The deputy commissioner of aggressive tax planning at the ATO, Tim Dyce, says the ATO's focus is also on financial products with high-risk features and structured loans.

"Some of these products are designed to offer significant tax benefits with little or no commercial purpose by containing artificial or contrived features, such as complex dividend swap arrangements, franking credit trading, synthetic investment structures and deferred purchase agreements," he says. "We encourage investors to ensure complex arrangements are covered by an ATO product ruling to gain certainty about the tax consequences or entering into the arrangements."

Cases before courts and tribunals during the past year highlight where taxpayers run into trouble.

Recurrent matters involve trusts, problems with substantiating claims, residency status disputes and claims for losses on "non-commercial" investments.

Trust issues

In March the High Court ruled that the trustee of a charitable trust had not complied with the requirement for tax exemption, because the trust fund had not been fully applied for the purpose for which it was established.

A husband and wife, Graham and Melinda Bargwanna, set up a trust for "public charitable purposes" in 1997. Since then the trust paid out more than $250,000 to charities.

However, trust money was paid into the trust administrator's account, where it was mixed up with other money. In 2004 the trustees used money from the trust as security for a home loan.

The trust was denied tax-exempt status as a result of the misapplication of the trust funds.

In another case, a private company, Ambassador, set up a trust to give employees equity-based benefits. Employees were invited to apply for units and would forgo salary or bonuses.

The employees had "cancellation entitlements" that allowed them to get their money out of the trust.

The ATO and the company got into a fight about whether the trust contributions were ordinary income and taxable.

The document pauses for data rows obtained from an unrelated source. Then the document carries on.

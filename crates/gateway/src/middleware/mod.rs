//! Gateway middleware

pub mod identity;
//! API handlers module

pub mod admin;
pub mod demo;
pub mod health;
pub mod records;
pub mod sessions;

The Administrative Appeals Tribunal held that the contributions to the trust were assessable income.

Substantiate claims

The AAT ruled in March that a property developer, who had claimed costs associated with purchasing properties, failed to substantiate claims. The AAT confirmed that the onus is on the taxpayer to substantiate claims for deductions.

Last October the AAT held that a long-haul truck driver could not claim travel expenses. It said the driver had an entitlement but did not have the evidence.

The driver claimed the cost of meals he consumed at roadhouses on his routes but was unable to provide any documents of any kind to substantiate the costs.

Check residency rules

Increasing employment mobility means more Australians are working overseas for what can be long periods. The tax consequences of this can be confusing and have led to a number of disputes.

An employee of the Department of Defence left Australia in 2009 to work as a contractor for the Australian Embassy in the Philippines. He has since married a Filipina and given evidence that he does not intend to return to Australia. The ATO ruled that he was still an Australian resident for tax purposes while he remained a member of an Australian superannuation scheme.

In March the AAT ruled that the ATO was correct.

In another case before the AAT, a man employed to sell Meriton apartments to Indonesian investors claimed he was a not a resident in the years 2002 to 2006 because he spent more than 183 days a year overseas. The ATO said he was a resident and the AAT agreed the man had his "settled place of abode" in Australia and he drew income from an Australian source.

In a third case, a Perth engineer was employed by Maersk Oil Qatar and left Australia in 2007 to work on a two-year contract in Dubai and then Doha. The engineer's income tax returns for the 2007-08 and 2008-09 tax years stated that he was non-resident for tax purposes and did not include any assessable income.

The ATO said his foreign source income was assessable. The AAT found that the engineer was a resident for tax purposes because he had a "continuity of association" with Australia his family remained in Perth while he was overseas and almost all his income was sent to Australia. In addition, his contract with Maersk was for a fixed period.